Available records Start Marker

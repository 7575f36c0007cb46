//! The PVM's lexical runtime environment.
//!
//! A chain of frames, each a contiguous vector of values. Grounded
//! directly on `original_source/libpoke/pvm.h`'s environment-chain
//! design, since a concatenative language has no nested lexical frames to
//! generalize from. Frames are heap-allocated (`Rc<RefCell<Frame>>`)
//! rather than stack-allocated, because a closure must be able to keep
//! its defining frame alive after the call that created it returns.

use crate::value::PvmValue;
use std::cell::RefCell;
use std::rc::Rc;

#[derive(Debug, Default)]
pub struct Frame {
    pub slots: Vec<PvmValue>,
    pub parent: Option<Rc<RefCell<Frame>>>,
}

#[derive(Debug, thiserror::Error, PartialEq, Eq)]
pub enum EnvError {
    #[error("cannot pop the top-level frame")]
    PoppedToplevel,
    #[error("lexical address out of bounds: back={back} over={over}")]
    OutOfBounds { back: u32, over: u32 },
}

/// A chain of lexical frames, rooted at a permanent top-level frame.
#[derive(Debug)]
pub struct Environment {
    top: Rc<RefCell<Frame>>,
}

impl Default for Environment {
    fn default() -> Self {
        Self::new()
    }
}

impl Environment {
    pub fn new() -> Self {
        Environment {
            top: Rc::new(RefCell::new(Frame::default())),
        }
    }

    /// Pushes a new frame; `hint` is an optional slot-count hint, used only
    /// to pre-size the backing `Vec`.
    pub fn push_frame(&mut self, hint: usize) {
        let frame = Rc::new(RefCell::new(Frame {
            slots: Vec::with_capacity(hint),
            parent: Some(self.top.clone()),
        }));
        self.top = frame;
    }

    pub fn pop_frame(&mut self) -> Result<(), EnvError> {
        let parent = self.top.borrow().parent.clone();
        match parent {
            Some(p) => {
                self.top = p;
                Ok(())
            }
            None => Err(EnvError::PoppedToplevel),
        }
    }

    pub fn register(&mut self, val: PvmValue) {
        self.top.borrow_mut().slots.push(val);
    }

    fn frame_at(&self, back: u32) -> Option<Rc<RefCell<Frame>>> {
        let mut cur = self.top.clone();
        for _ in 0..back {
            let parent = cur.borrow().parent.clone()?;
            cur = parent;
        }
        Some(cur)
    }

    pub fn lookup(&self, back: u32, over: u32) -> Result<PvmValue, EnvError> {
        let frame = self
            .frame_at(back)
            .ok_or(EnvError::OutOfBounds { back, over })?;
        let frame = frame.borrow();
        frame
            .slots
            .get(over as usize)
            .cloned()
            .ok_or(EnvError::OutOfBounds { back, over })
    }

    pub fn set(&mut self, back: u32, over: u32, val: PvmValue) -> Result<(), EnvError> {
        let frame = self
            .frame_at(back)
            .ok_or(EnvError::OutOfBounds { back, over })?;
        let mut frame = frame.borrow_mut();
        let slot = frame
            .slots
            .get_mut(over as usize)
            .ok_or(EnvError::OutOfBounds { back, over })?;
        *slot = val;
        Ok(())
    }

    pub fn toplevel_p(&self) -> bool {
        self.top.borrow().parent.is_none()
    }

    /// A handle to the current top frame, suitable for a closure to capture.
    pub fn current_frame(&self) -> Rc<RefCell<Frame>> {
        self.top.clone()
    }

    /// The outermost (global) frame, reached by walking `parent` links from
    /// the current frame. Used as the lexical parent for a closure that
    /// captured no environment (a plain top-level function).
    pub fn root_frame(&self) -> Rc<RefCell<Frame>> {
        let mut cur = self.top.clone();
        loop {
            let parent = cur.borrow().parent.clone();
            match parent {
                Some(p) => cur = p,
                None => return cur,
            }
        }
    }

    /// Replace the current frame chain (used when entering a closure call:
    /// its captured environment becomes current for the call's duration).
    pub fn enter(&mut self, frame: Rc<RefCell<Frame>>) -> Rc<RefCell<Frame>> {
        std::mem::replace(&mut self.top, frame)
    }
}

#[cfg(test)]
mod tests {
    use super::*;

    #[test]
    fn register_and_lookup_same_frame() {
        let mut env = Environment::new();
        env.register(PvmValue::make_uint(42, 32).unwrap());
        let v = env.lookup(0, 0).unwrap();
        assert!(v.equal_p(&PvmValue::make_uint(42, 32).unwrap()));
    }

    #[test]
    fn lookup_walks_back_frames() {
        let mut env = Environment::new();
        env.register(PvmValue::make_uint(1, 32).unwrap());
        env.push_frame(4);
        env.register(PvmValue::make_uint(2, 32).unwrap());
        assert!(env.lookup(0, 0).unwrap().equal_p(&PvmValue::make_uint(2, 32).unwrap()));
        assert!(env.lookup(1, 0).unwrap().equal_p(&PvmValue::make_uint(1, 32).unwrap()));
    }

    #[test]
    fn set_mutates_in_place() {
        let mut env = Environment::new();
        env.register(PvmValue::make_uint(1, 32).unwrap());
        env.set(0, 0, PvmValue::make_uint(99, 32).unwrap()).unwrap();
        assert!(env.lookup(0, 0).unwrap().equal_p(&PvmValue::make_uint(99, 32).unwrap()));
    }

    #[test]
    fn popping_toplevel_is_an_error() {
        let mut env = Environment::new();
        assert_eq!(env.pop_frame().unwrap_err(), EnvError::PoppedToplevel);
    }

    #[test]
    fn root_frame_is_stable_across_pushes() {
        let mut env = Environment::new();
        let root = env.root_frame();
        env.push_frame(1);
        env.push_frame(1);
        assert!(Rc::ptr_eq(&root, &env.root_frame()));
    }

    #[test]
    fn out_of_bounds_lookup_errors() {
        let env = Environment::new();
        assert!(matches!(
            env.lookup(5, 0),
            Err(EnvError::OutOfBounds { .. })
        ));
    }
}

Available records End Marker

**Required action:**
Gather all lines from the records above in which "struct" appears.

**Response below:**
pub struct Frame {
pub struct Environment {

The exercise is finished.